Может быть, на этот раз кудесник Махмальбаф решил слегка «подурить» аудиторию, последовательно и даже нарочито дезавуируя свои фокусы по вычленению острой драматургии из умиротворенно репортажного повествования? В «Салям, синема» он именно таким образом полностью запутывает подружек, пришедших сниматься к нему в кино. То доказывает им, что вымысел правдивее реальности, ибо являет собой ее очищенный экстракт. То, наоборот, легко убеждает в том, что нет другой правды, кроме личного переживания, скрытого от чужих глаз. В «Кандагаре» он стремится перехитрить всех и прежде всего самого себя: имитирует вымысел, чтобы правда выглядела живописнее. Вместе с имитацией вымысла возникают новые идеологические посылы.
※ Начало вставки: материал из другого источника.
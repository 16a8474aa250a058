/********************************************************************************
 * Copyright (c) 2026 Contributors to the Eclipse Foundation
 *
 * See the NOTICE file(s) distributed with this work for additional
 * information regarding copyright ownership.
 *
 * This program and the accompanying materials are made available under the
 * terms of the Apache License Version 2.0 which is available at
 * https://www.apache.org/licenses/LICENSE-2.0
 *
 * SPDX-License-Identifier: Apache-2.0
 ********************************************************************************/

//! # up-response-broadcaster
//!
//! `up-response-broadcaster` publishes computed responses on a primary channel and
//! keeps the latest one alive by republishing it on a second channel at a fixed
//! period.
//!
//! Typical usage is API-first and centered on [`ResponseService`]: give it a
//! [`Solver`], a [`PublishPort`] and a keep-alive interval, then feed it requests.
//!
//! ```
//! use std::sync::Arc;
//! use std::time::Duration;
//! use up_response_broadcaster::{
//!     BroadcasterConfig, Header, ResponseService, Solver, Stamped, TransportPublishPort,
//! };
//! use up_rust::{UStatus, UTransport};
//!
//! # pub mod mock_transport {
//! #     use std::sync::Arc;
//! #     use async_trait::async_trait;
//! #     use up_rust::{UListener, UMessage, UStatus, UTransport, UUri};
//! #
//! #     pub struct MockTransport;
//! #
//! #     #[async_trait]
//! #     impl UTransport for MockTransport {
//! #         async fn send(&self, _message: UMessage) -> Result<(), UStatus> { Ok(()) }
//! #         async fn receive(
//! #             &self,
//! #             _source_filter: &UUri,
//! #             _sink_filter: Option<&UUri>,
//! #         ) -> Result<UMessage, UStatus> {
//! #             unimplemented!("not needed for this doctest")
//! #         }
//! #         async fn register_listener(
//! #             &self,
//! #             _source_filter: &UUri,
//! #             _sink_filter: Option<&UUri>,
//! #             _listener: Arc<dyn UListener>,
//! #         ) -> Result<(), UStatus> {
//! #             Ok(())
//! #         }
//! #         async fn unregister_listener(
//! #             &self,
//! #             _source_filter: &UUri,
//! #             _sink_filter: Option<&UUri>,
//! #             _listener: Arc<dyn UListener>,
//! #         ) -> Result<(), UStatus> {
//! #             Ok(())
//! #         }
//! #     }
//! # }
//! #[derive(Clone, Default, serde::Serialize)]
//! struct RouteResponse {
//!     header: Header,
//!     waypoints: Vec<String>,
//! }
//!
//! impl Stamped for RouteResponse {
//!     fn header(&self) -> &Header {
//!         &self.header
//!     }
//!     fn header_mut(&mut self) -> &mut Header {
//!         &mut self.header
//!     }
//! }
//!
//! struct StraightLine;
//!
//! impl Solver for StraightLine {
//!     type Request = (String, String);
//!     type Response = RouteResponse;
//!
//!     fn solve(&self, (from, to): &(String, String)) -> Result<RouteResponse, UStatus> {
//!         Ok(RouteResponse {
//!             waypoints: vec![from.clone(), to.clone()],
//!             ..Default::default()
//!         })
//!     }
//! }
//!
//! let config = BroadcasterConfig::from_json5_str(r#"{
//!     service_name: "routing",
//!     keepalive_interval_ms: 250,
//!     primary: { topic: { authority: "vehicle", ue_id: 23456, ue_version_major: 1, resource_id: 32769 } },
//!     keep_alive: { topic: { authority: "vehicle", ue_id: 23456, ue_version_major: 1, resource_id: 32770 } },
//! }"#)
//! .unwrap();
//!
//! # tokio::runtime::Runtime::new().unwrap().block_on(async {
//! let transport: Arc<dyn UTransport> = Arc::new(mock_transport::MockTransport);
//! let port = TransportPublishPort::new(
//!     transport,
//!     config.primary.to_binding().unwrap(),
//!     config.keep_alive.to_binding().unwrap(),
//! )
//! .unwrap();
//!
//! let service = ResponseService::start(
//!     &config.service_name,
//!     config.keepalive_interval(),
//!     StraightLine,
//!     Arc::new(port),
//! )
//! .unwrap();
//!
//! let response = service
//!     .process(&("depot".to_string(), "gate-4".to_string()))
//!     .await
//!     .unwrap();
//! assert_eq!(response.waypoints, ["depot", "gate-4"]);
//!
//! service.shutdown().unwrap();
//! # });
//! ```
//!
//! ## Publish contract
//!
//! - A successful request is published exactly once on the primary channel and
//!   then cached. A failed solve or a failed primary publish leaves the cache as
//!   it was.
//! - Every keep-alive tick republishes a re-stamped copy of the cached response,
//!   or does nothing while the cache is empty. Failed ticks are logged and retried
//!   on the next tick.
//! - The cached response keeps the timestamp of its primary publish; only the
//!   outgoing keep-alive copies are re-stamped.
//!
//! ## Internal architecture map
//!
//! - API facade: [`ResponseService`]
//! - Cache: the single response slot shared by both publish paths
//! - Data plane: request processor and periodic broadcaster
//! - Publish: channel identities, QoS descriptors and the uProtocol adapter
//! - Runtime: keep-alive timer thread and stop signalling
//!
//! ## Observability model
//!
//! The crate uses `tracing` for logs/events. Library code emits events and does not
//! initialize a global subscriber; binaries and tests are responsible for that.

mod cache;
pub use cache::response_slot::ResponseSlot;

mod config;
pub use config::{BroadcasterConfig, ChannelConfig, TopicConfig};

mod data_plane;
pub use data_plane::{PeriodicBroadcaster, RequestProcessor, TickOutcome};

mod error;
pub use error::{ProcessError, ServiceError};

mod header;
pub use header::{Header, Stamped};

#[doc(hidden)]
pub mod observability;

mod publish;
pub use publish::{
    Channel, ChannelBinding, Durability, PublishPort, QosProfile, Reliability,
    TransportPublishPort,
};

mod runtime;

mod service;
pub use service::ResponseService;

mod solver;
pub use solver::Solver;

#[cfg(test)]
mod test_support;
/********************************************************************************
 * Copyright (c) 2026 Contributors to the Eclipse Foundation
 *
 * See the NOTICE file(s) distributed with this work for additional
 * information regarding copyright ownership.
 *
 * This program and the accompanying materials are made available under the
 * terms of the Apache License Version 2.0 which is available at
 * https://www.apache.org/licenses/LICENSE-2.0
 *
 * SPDX-License-Identifier: Apache-2.0
 ********************************************************************************/

mod echo_solver;
mod logging_transport;

use crate::echo_solver::EchoSolver;
use crate::logging_transport::LoggingTransport;
use clap::Parser;
use std::sync::Arc;
use tokio::io::{AsyncBufReadExt, BufReader};
use tracing::{info, warn};
use tracing_subscriber::EnvFilter;
use up_response_broadcaster::{BroadcasterConfig, ResponseService, TransportPublishPort};
use up_rust::{UCode, UStatus, UTransport};

#[derive(Parser)]
#[command()]
struct BroadcasterArgs {
    #[arg(short, long, value_name = "FILE")]
    config: String,
}

#[tokio::main]
async fn main() -> Result<(), UStatus> {
    let _ = tracing_subscriber::fmt()
        .with_env_filter(EnvFilter::from_default_env())
        .try_init();

    info!("Started up-linux-response-broadcaster");

    let args = BroadcasterArgs::parse();
    let config = BroadcasterConfig::from_file(&args.config)?;

    let transport: Arc<dyn UTransport> = Arc::new(LoggingTransport);
    let port = TransportPublishPort::new(
        transport,
        config.primary.to_binding()?,
        config.keep_alive.to_binding()?,
    )?;

    let service = ResponseService::start(
        &config.service_name,
        config.keepalive_interval(),
        EchoSolver,
        Arc::new(port),
    )?;

    // One request per stdin line until EOF or ctrl-c.
    let mut lines = BufReader::new(tokio::io::stdin()).lines();
    loop {
        tokio::select! {
            line = lines.next_line() => {
                let line = line.map_err(|e| {
                    UStatus::fail_with_code(UCode::INTERNAL, format!("Unable to read stdin: {e:?}"))
                })?;
                let Some(line) = line else {
                    break;
                };
                match service.process(&line).await {
                    Ok(route) => info!(
                        sequence_num = route.header.sequence_num,
                        waypoints = route.waypoints.len(),
                        "route published"
                    ),
                    Err(err) => warn!(err = %err, "request failed"),
                }
            }
            _ = tokio::signal::ctrl_c() => {
                info!("Interrupted");
                break;
            }
        }
    }

    tokio::task::spawn_blocking(move || service.shutdown())
        .await
        .map_err(|e| {
            UStatus::fail_with_code(UCode::INTERNAL, format!("Shutdown task failed: {e:?}"))
        })??;

    info!("Stopped up-linux-response-broadcaster");
    Ok(())
}
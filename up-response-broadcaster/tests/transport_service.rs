/********************************************************************************
 * Copyright (c) 2026 Contributors to the Eclipse Foundation
 *
 * See the NOTICE file(s) distributed with this work for additional
 * information regarding copyright ownership.
 *
 * This program and the accompanying materials are made available under the
 * terms of the Apache License Version 2.0 which is available at
 * https://www.apache.org/licenses/LICENSE-2.0
 *
 * SPDX-License-Identifier: Apache-2.0
 ********************************************************************************/

mod support;

use std::sync::Arc;
use std::time::Duration;
use support::{decode, CapturingTransport, WaypointSolver};
use up_response_broadcaster::{BroadcasterConfig, ResponseService, TransportPublishPort};
use up_rust::UTransport;

const CONFIG: &str = r#"{
    service_name: "routing",
    keepalive_interval_ms: 10,
    primary: {
        topic: { authority: "vehicle", ue_id: 23456, ue_version_major: 1, resource_id: 32769 },
    },
    keep_alive: {
        topic: { authority: "vehicle", ue_id: 23456, ue_version_major: 1, resource_id: 32770 },
    },
}"#;

#[tokio::test(flavor = "multi_thread", worker_threads = 2)]
async fn service_publishes_on_primary_then_keeps_alive_over_transport() {
    let config = BroadcasterConfig::from_json5_str(CONFIG).expect("config should parse");
    let primary_topic = config.primary.topic.to_uuri().unwrap();
    let keep_alive_topic = config.keep_alive.topic.to_uuri().unwrap();

    let transport = Arc::new(CapturingTransport::default());
    let shared_transport: Arc<dyn UTransport> = transport.clone();
    let port = TransportPublishPort::new(
        shared_transport,
        config.primary.to_binding().unwrap(),
        config.keep_alive.to_binding().unwrap(),
    )
    .expect("distinct topics");

    let service = ResponseService::start(
        &config.service_name,
        config.keepalive_interval(),
        WaypointSolver,
        Arc::new(port),
    )
    .expect("service should start");

    tokio::time::sleep(Duration::from_millis(40)).await;
    assert!(
        transport.sent_with_source(&keep_alive_topic).is_empty(),
        "nothing to keep alive before the first request"
    );

    let committed = service
        .process(&"depot gate-4".to_string())
        .await
        .expect("request should succeed");
    tokio::time::sleep(Duration::from_millis(80)).await;
    tokio::task::spawn_blocking(move || service.shutdown())
        .await
        .expect("shutdown task should not panic")
        .expect("clean shutdown");

    let primary = transport.sent_with_source(&primary_topic);
    assert_eq!(primary.len(), 1);
    assert_eq!(decode(&primary[0]), *committed);

    let keep_alive = transport.sent_with_source(&keep_alive_topic);
    assert!(!keep_alive.is_empty());
    for message in &keep_alive {
        let republished = decode(message);
        assert_eq!(republished.waypoints, committed.waypoints);
        assert_eq!(republished.header.module_name, "routing");
        assert!(republished.header.timestamp >= committed.header.timestamp);
    }
}

#[tokio::test(flavor = "multi_thread", worker_threads = 2)]
async fn nothing_is_published_after_shutdown() {
    let config = BroadcasterConfig::from_json5_str(CONFIG).unwrap();
    let keep_alive_topic = config.keep_alive.topic.to_uuri().unwrap();
    let transport = Arc::new(CapturingTransport::default());
    let shared_transport: Arc<dyn UTransport> = transport.clone();
    let port = TransportPublishPort::new(
        shared_transport,
        config.primary.to_binding().unwrap(),
        config.keep_alive.to_binding().unwrap(),
    )
    .unwrap();

    let service = ResponseService::start(
        "routing",
        config.keepalive_interval(),
        WaypointSolver,
        Arc::new(port),
    )
    .unwrap();
    service.process(&"depot gate-4".to_string()).await.unwrap();
    tokio::time::sleep(Duration::from_millis(35)).await;
    tokio::task::spawn_blocking(move || service.shutdown())
        .await
        .unwrap()
        .unwrap();

    let at_shutdown = transport.sent_with_source(&keep_alive_topic).len();
    tokio::time::sleep(Duration::from_millis(50)).await;
    assert_eq!(
        transport.sent_with_source(&keep_alive_topic).len(),
        at_shutdown
    );
}
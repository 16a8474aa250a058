/********************************************************************************
 * Copyright (c) 2026 Contributors to the Eclipse Foundation
 *
 * See the NOTICE file(s) distributed with this work for additional
 * information regarding copyright ownership.
 *
 * This program and the accompanying materials are made available under the
 * terms of the Apache License Version 2.0 which is available at
 * https://www.apache.org/licenses/LICENSE-2.0
 *
 * SPDX-License-Identifier: Apache-2.0
 ********************************************************************************/

use crate::header::Stamped;
use up_rust::UStatus;

/// The external computation that turns one request into one response.
///
/// `solve` is synchronous and may block for as long as the computation takes;
/// no lock owned by this crate is held while it runs. It runs inline on the task
/// that awaits [`RequestProcessor::process`](crate::RequestProcessor::process), so
/// a solver that takes long should be driven from
/// [`tokio::task::spawn_blocking`] or wrapped in
/// `tokio::task::block_in_place` on a multi-thread runtime.
///
/// `init` and `start` run once, in that order, when a
/// [`ResponseService`](crate::ResponseService) starts. Either failing aborts the start.
pub trait Solver: Send + Sync + 'static {
    type Request: Send + Sync;
    type Response: Stamped;

    fn init(&self) -> Result<(), UStatus> {
        Ok(())
    }

    fn start(&self) -> Result<(), UStatus> {
        Ok(())
    }

    fn solve(&self, request: &Self::Request) -> Result<Self::Response, UStatus>;
}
Махмальбаф не скрывает идеологической насыщенности фильма. У сюжета есть своя реальная предыстория. Однажды к режиссеру пришла молодая афганка — канадская эмигрантка и, почти как в фильме «Салям, синема», попросила зафиксировать на кинопленку ее историю — она решила отправиться в Афганистан на помощь своему другу, который написал ей о предполагаемом самоубийстве. Махмальбаф не поехал с ней, но впоследствии тайно проник на территорию Афганистана и на основе документальных свидетельств и его личных впечатлений родился фильм. Как режиссер он особенно остро ощущает отказ большого географического региона, целого государства от идеи собственного изображения; известно, что в Афганистане существует запрет на любое документирование реальности (фото, кино, телевидение). Махмальбаф опубликовал статью «Статуя Будды не была разрушена — она сгинула от стыда», одна из глав которой называется «Афганистан, страна вне образов». На фоне этого реального факта бросается в глаза фальшь избыточно сочного изображения того пространства, в котором на самом деле запрещено создавать документальные визуальные образы. Как будто Махмальбаф предоставляет пространству возможность взять на экране реванш и для этого специально подыгрывает ему. Режиссер говорит о том, что, например, великолепное многоцветье паранджи скрывает физиологическое и личностное притеснение женщины и в то же время является средством ее самовыражения. В этом контрасте таится огромная энергетическая сила. Но проблема в том, что в его фильме внутреннее состояние персонажей выводится на поверхность как чудесный натюрморт — и контраст, о котором говорит Махмальбаф, размывается, теряет свою силу и остроту. Изысканное пластическое и цветовое построение мизансцен обретает идеологическое звучание, минуя сферу психологического. Между тем режиссер обозначает жанр своего фильма как «руководство для путешественника» — таким образом, он признает, что обращается в большей степени к западному человеку (путешественнику-туристу) , нежели к восточному. А западный человек питает слабость именно к психологическим подтекстам — и в результате режиссер бьет мимо цели.

Однако социальная активность кинематографического клана Махмальбаф привела к тому, что в глазах мировой кинообщественности эта семья получила патент на продуцирование истинно жизненных полотен на мусульманско-восточную тематику. При этом западному зрителю льстит, что аутентичное воспроизведение реальности претворяется в доступные западному восприятию и пониманию формы. На Каннском фестивале картина Мохсена Махмальбафа значилась в конкурсной программе, а его дочь была членом жюри, которое оценивало дебюты. На плакате к «Кандагару» — летящие с небес протезы, напоминающие падающих лягушек из финала «Магнолии»; а есть определенная разница (как ни кощунственно вообще это сравнение) между лягушками, по-авторски произвольно символизирующими конец света в вымышленной истории, и протезами, которые силы ООН бросают людям, обезображенным реальной войной, длящейся и по сию пору. Желая окончательно очаровать Запад, Махмальбаф усложняет свои знаменитые фокусы по созданию эксцентрично документальной реальности и увязает в них. Финальная сцена — талибы находят искомых врагов, откидывая покрывала у путниц каравана, — кажется претенциозной в своей глобальной метафоричности и напоминает декларативность Большого Голливудского Энда.